Inicialmente, o Plenário virtual do Supremo entendeu que os decretos seguiriam válidos, mas indicou a atuação do legislador para regulamentar a profissão, tendo em vista que o próprio Estado fomenta a atividade. Em outubro de 2020, a Procuradoria-Geral da República pediu a modulação da decisão, para que só fosse válida após o Congresso fazer a definição legislativa indicada.
Um ano depois, o ministro Gilmar Mendes concedeu liminar para excluir os optometristas com ensino superior dos efeitos da decisão que manteve a validade de dispositivos que limitam a sua atuação. Essa posição foi referendada pelo Plenário virtual alguns dias depois, em embargos de declaração.
Segundo o Conselho Brasileiro de Óptica e Optometria (CBOO), autor da ADPF 131, o que o Supremo fez foi liberar o optometristas para atuar no atendimento da demanda primária de saúde visual.
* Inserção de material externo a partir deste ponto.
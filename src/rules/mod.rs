//! Named command templates.
//!
//! A [`Rule`] is what Ninja calls a rule: a command template, a description
//! shown while it runs, and optionally a depfile with its format. Rules are
//! registered once at startup in a [`RuleRegistry`] and never change after.

mod catalogue;

pub use catalogue::{prelude, standard, tool_globals};

use std::fmt::{self, Display, Formatter};

use indexmap::IndexMap;

use crate::graph::GraphError;
use crate::template::Resolver;

/// Syntax of the dependency file a command writes.
#[derive(Debug, Clone, Copy, PartialEq, Eq, Hash)]
pub enum DepsFormat {
    /// Makefile-style depfile written by gcc/clang `-MD`.
    Gcc,
    /// `/showIncludes` lines printed by MSVC.
    Msvc,
}

impl DepsFormat {
    /// Keyword Ninja expects in a rule's `deps` binding.
    #[must_use]
    pub const fn as_str(self) -> &'static str {
        match self {
            Self::Gcc => "gcc",
            Self::Msvc => "msvc",
        }
    }
}

impl Display for DepsFormat {
    fn fmt(&self, f: &mut Formatter<'_>) -> fmt::Result {
        f.write_str(self.as_str())
    }
}

/// A reusable command template.
#[derive(Debug, Clone, PartialEq, Eq)]
pub struct Rule {
    /// Unique name edges refer to.
    pub name: String,
    /// Human-readable progress line.
    pub description: String,
    /// Shell command template.
    pub command: String,
    /// Template for the depfile path, if the command writes one.
    pub depfile: Option<String>,
    /// How Ninja should read discovered dependencies.
    pub deps: Option<DepsFormat>,
}

impl Rule {
    /// Create a rule without dependency tracking.
    #[must_use]
    pub fn new(
        name: impl Into<String>,
        description: impl Into<String>,
        command: impl Into<String>,
    ) -> Self {
        Self {
            name: name.into(),
            description: description.into(),
            command: command.into(),
            depfile: None,
            deps: None,
        }
    }

    /// Track dependencies through a depfile written by the command.
    #[must_use]
    pub fn with_depfile(mut self, depfile: impl Into<String>, format: DepsFormat) -> Self {
        self.depfile = Some(depfile.into());
        self.deps = Some(format);
        self
    }

    /// Track dependencies reported on the command's output (no depfile).
    #[must_use]
    pub fn with_deps(mut self, format: DepsFormat) -> Self {
        self.deps = Some(format);
        self
    }

    /// Templates Ninja evaluates in an edge's scope, labelled by binding name.
    pub fn templates(&self) -> impl Iterator<Item = (&'static str, &str)> {
        [
            ("description", Some(self.description.as_str())),
            ("depfile", self.depfile.as_deref()),
            ("command", Some(self.command.as_str())),
        ]
        .into_iter()
        .filter_map(|(key, value)| value.map(|v| (key, v)))
    }
}

/// Rule-level bindings are visible to the rule's own templates.
impl Resolver for Rule {
    fn lookup(&self, name: &str) -> Option<&str> {
        match name {
            "description" => Some(self.description.as_str()),
            "command" => Some(self.command.as_str()),
            "depfile" => self.depfile.as_deref(),
            "deps" => self.deps.map(DepsFormat::as_str),
            _ => None,
        }
    }
}

/// Registry of rules keyed by name, kept in registration order.
#[derive(Debug, Clone, Default)]
pub struct RuleRegistry {
    rules: IndexMap<String, Rule>,
}

impl RuleRegistry {
    /// Add `rule`.
    ///
    /// # Errors
    ///
    /// Returns [`GraphError::DuplicateRule`] if the name is already taken.
    pub fn register(&mut self, rule: Rule) -> Result<(), GraphError> {
        if self.rules.contains_key(&rule.name) {
            return Err(GraphError::DuplicateRule { name: rule.name });
        }
        self.rules.insert(rule.name.clone(), rule);
        Ok(())
    }

    /// Look up a rule by name.
    #[must_use]
    pub fn get(&self, name: &str) -> Option<&Rule> {
        self.rules.get(name)
    }

    /// Iterate rules in registration order.
    pub fn iter(&self) -> impl Iterator<Item = &Rule> {
        self.rules.values()
    }

    /// Number of registered rules.
    #[must_use]
    pub fn len(&self) -> usize {
        self.rules.len()
    }

    /// Whether no rule has been registered.
    #[must_use]
    pub fn is_empty(&self) -> bool {
        self.rules.is_empty()
    }
}

#[cfg(test)]
mod tests {
    #![expect(clippy::expect_used, reason = "registry tests use fixed rules")]

    use super::*;
    use crate::template::Resolution;

    #[test]
    fn duplicate_names_are_rejected() {
        let mut registry = RuleRegistry::default();
        registry
            .register(Rule::new("copy", "COPY $in", "cp $in $out"))
            .expect("first registration");
        let err = registry
            .register(Rule::new("copy", "COPY", "cp -f $in $out"))
            .expect_err("second registration must fail");
        assert_eq!(
            err,
            GraphError::DuplicateRule {
                name: "copy".into()
            }
        );
        assert_eq!(registry.len(), 1);
        assert_eq!(
            registry.get("copy").map(|r| r.command.as_str()),
            Some("cp $in $out")
        );
    }

    #[test]
    fn registration_order_is_preserved() {
        let mut registry = RuleRegistry::default();
        for name in ["zeta", "alpha", "mid"] {
            registry
                .register(Rule::new(name, name, "true"))
                .expect("register");
        }
        let names: Vec<_> = registry.iter().map(|r| r.name.as_str()).collect();
        assert_eq!(names, ["zeta", "alpha", "mid"]);
    }

    #[test]
    fn rule_bindings_resolve_depfile() {
        let rule = Rule::new("cc", "CC $in", "cc -MF $depfile $in")
            .with_depfile("$out.d", DepsFormat::Gcc);
        assert_eq!(rule.resolve("depfile"), Resolution::Resolved("$out.d"));
        assert_eq!(rule.resolve("deps"), Resolution::Resolved("gcc"));
        assert_eq!(rule.resolve("CFLAGS"), Resolution::Unresolved("CFLAGS"));
        let keys: Vec<_> = rule.templates().map(|(k, _)| k).collect();
        assert_eq!(keys, ["description", "depfile", "command"]);
    }

    #[test]
    fn msvc_rules_have_no_depfile() {
        let rule = Rule::new("cl", "CL $in", "cl /showIncludes $in").with_deps(DepsFormat::Msvc);
        assert_eq!(rule.depfile, None);
        assert_eq!(rule.deps.map(DepsFormat::as_str), Some("msvc"));
    }
}
//! Integration tests for the `kumiki` binary using `assert_cmd`.
//!
//! Each command starts from an environment without any `KUMIKI_*` variable
//! and with the cross toolchain disabled, so results do not depend on the
//! machine running the tests.

use std::fs;

use anyhow::{Context, Result, ensure};
use assert_cmd::Command;
use kumiki_env::{CROSS_ENV, LOG_ENV, ROOT_ENV, STRICT_ENV};
use predicates::prelude::*;
use test_support::Project;
use test_support::env_lock::KUMIKI_VARS;

const HINT: &str = "TO BUILD RUN: ninja\n";

fn kumiki() -> Result<Command> {
    let mut cmd = Command::cargo_bin("kumiki").context("locate kumiki binary")?;
    for name in KUMIKI_VARS {
        cmd.env_remove(name);
    }
    cmd.env(CROSS_ENV, "0");
    Ok(cmd)
}

fn sample() -> Result<Project> {
    Project::new()?
        .unit(
            ".",
            "include: [posix]\nbuild:\n  - alias: { name: all, targets: [$dst/posix/app] }\ndefault: [all]\n",
        )?
        .unit(
            "posix",
            "build:\n  - compile: { target: $dst/posix/app, source: $src/posix/main.cc }\n",
        )
}

#[test]
fn writes_build_file_and_prints_hint() -> Result<()> {
    let project = sample()?;
    kumiki()?
        .current_dir(project.path())
        .assert()
        .success()
        .stdout(HINT);
    let ninja = project.read_ninja()?;
    ensure!(ninja.contains("\nbuild $dst/posix/app: compile $src/posix/main.cc\n"));
    ensure!(ninja.contains("\ndefault all\n"));
    ensure!(ninja.contains("\nregen_env = KUMIKI_ROOT=$src KUMIKI_CROSS=0"));
    ensure!(
        ninja.trim_end().ends_with(" $src/BUILD $src/posix/BUILD"),
        "reconfiguration edge must list every unit"
    );
    Ok(())
}

#[test]
fn quiet_suppresses_hint() -> Result<()> {
    let project = sample()?;
    kumiki()?
        .current_dir(project.path())
        .arg("-q")
        .assert()
        .success()
        .stdout(predicate::str::is_empty());
    ensure!(project.ninja_file().exists(), "build.ninja should be written");
    Ok(())
}

#[test]
fn out_of_tree_build_uses_relative_root() -> Result<()> {
    let project = sample()?;
    let build_dir = project.root().join("posix/../build-out");
    fs::create_dir_all(&build_dir).context("create build directory")?;
    kumiki()?
        .current_dir(&build_dir)
        .env(ROOT_ENV, "..")
        .arg("--quiet")
        .assert()
        .success();
    let ninja = fs::read_to_string(build_dir.join("build.ninja")).context("read build.ninja")?;
    ensure!(ninja.contains("\nsrc = ..\n"), "src should point at the tree");
    ensure!(ninja.contains("\ndst = .\n"), "outputs go to the build directory");
    Ok(())
}

#[test]
fn failure_leaves_no_build_file() -> Result<()> {
    let project = Project::new()?.unit(".", "include: [ghost]\n")?;
    kumiki()?
        .current_dir(project.path())
        .assert()
        .failure()
        .stdout(predicate::str::is_empty())
        .stderr(predicate::str::contains("ghost"));
    ensure!(
        !project.ninja_file().exists(),
        "no build file may be written on failure"
    );
    Ok(())
}

#[test]
fn failure_is_reported_with_logging_off() -> Result<()> {
    let project = Project::new()?;
    kumiki()?
        .current_dir(project.path())
        .env(LOG_ENV, "off")
        .assert()
        .failure()
        .stderr(predicate::str::contains("cannot read declaration unit `$src/BUILD`"));
    Ok(())
}

#[test]
fn failure_keeps_previous_build_file() -> Result<()> {
    let project = Project::new()?.unit(".", "build:\n  - compyle: { target: a, source: b }\n")?;
    fs::write(project.ninja_file(), "# previous\n").context("seed build.ninja")?;
    kumiki()?.current_dir(project.path()).assert().failure();
    ensure!(project.read_ninja()? == "# previous\n", "previous file must survive");
    Ok(())
}

#[test]
fn strict_variables_fail_the_run() -> Result<()> {
    let project = Project::new()?.unit(
        ".",
        "build:\n  - oneshot: { target: deploy, source: app, command: \"$UPLOADER $in\" }\n",
    )?;
    kumiki()?
        .current_dir(project.path())
        .env(STRICT_ENV, "1")
        .assert()
        .failure()
        .stderr(predicate::str::contains("UPLOADER"));
    ensure!(!project.ninja_file().exists());
    Ok(())
}

#[test]
fn invalid_setting_is_reported() -> Result<()> {
    let project = sample()?;
    kumiki()?
        .current_dir(project.path())
        .env("KUMIKI_TOOLCHAIN_SELECT", "newest")
        .assert()
        .failure()
        .stderr(predicate::str::contains("KUMIKI_TOOLCHAIN_SELECT"));
    Ok(())
}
Para o Conselho Brasileiro de Oftalmologia, que atuou como amicus curiae (amigo da corte) na ação, "não é crível mencionar que o optometrista de nível superior está autorizado a atuar na saúde primária" a partir da análise do acórdão do STF.
Em manifestação enviada à ConJur, a entidade explicou que, segundo o Ministério da Saúde, a atenção primária abrange atos como diagnóstico, tratamento e reabilitação, entre outros, reservados aos profissionais da medicina — e, portanto, vedados aos optometristas.
Parecer elaborado
A complexidade da discussão no Judiciário é comparável à complexidade enfrentada, agora, na seara administrativa.
Para a Sociedade de Oftalmologia do Rio Grande do Sul, não se trata de instar a Vigilância Sanitária a fiscalizar o exercício profissional do optometrista, mas de impedir a concessão de alvará e de revogar os alvarás já concedidos para estabelecimentos cujo funcionamento é vedado pelos artigos 38 e 39 do Decreto 20.931/32, um dos referendados pelo acórdão do STF.
Em julho de 2021, a Procuradoria-Geral do Estado emitiu parecer sobre a consulta. O documento foi preparado pelos procuradores do Estado Thiago Josué Ben e Guilherme de Souza Fallavena e aprovado pelo procurador-geral adjunto para assuntos jurídicos, Victor Herzer da Silva.
No documento, defendem que se faça uma harmonização da decisão do STF na ADPF 131 com as atribuições dos optometristas, a fim de não se proceder a interpretação ampliativa de normativa restritiva de direitos.
Citam a impossibilidade de os optometristas prescreverem tratamentos, receitarem fármacos ou a utilização de órteses, bem como de exercerem toda e qualquer atividade própria da medicina. Por outro lado, ressaltam que não se decidiu pela absoluta impossibilidade de os optometristas desempenharem qualquer atividade laboral.
"Há que se reconhecer, a esse azo, a possibilidade de expedição de alvará sanitário para o exercício das atividades que não se encontram vedadas a esses profissionais, competindo aos órgãos de fiscalização profissional as medidas pertinentes para fazer cessar a prática de atos privativos de médicos oftalmologistas", diz o parecer.
Como consequência, apontam que a competência para fiscalizar observância de questões éticas por profissionais integrantes de uma determinada categoria — no caso, a dos optometristas — não cabe à Vigilância Sanitária, mas aos órgãos de fiscalização profissional.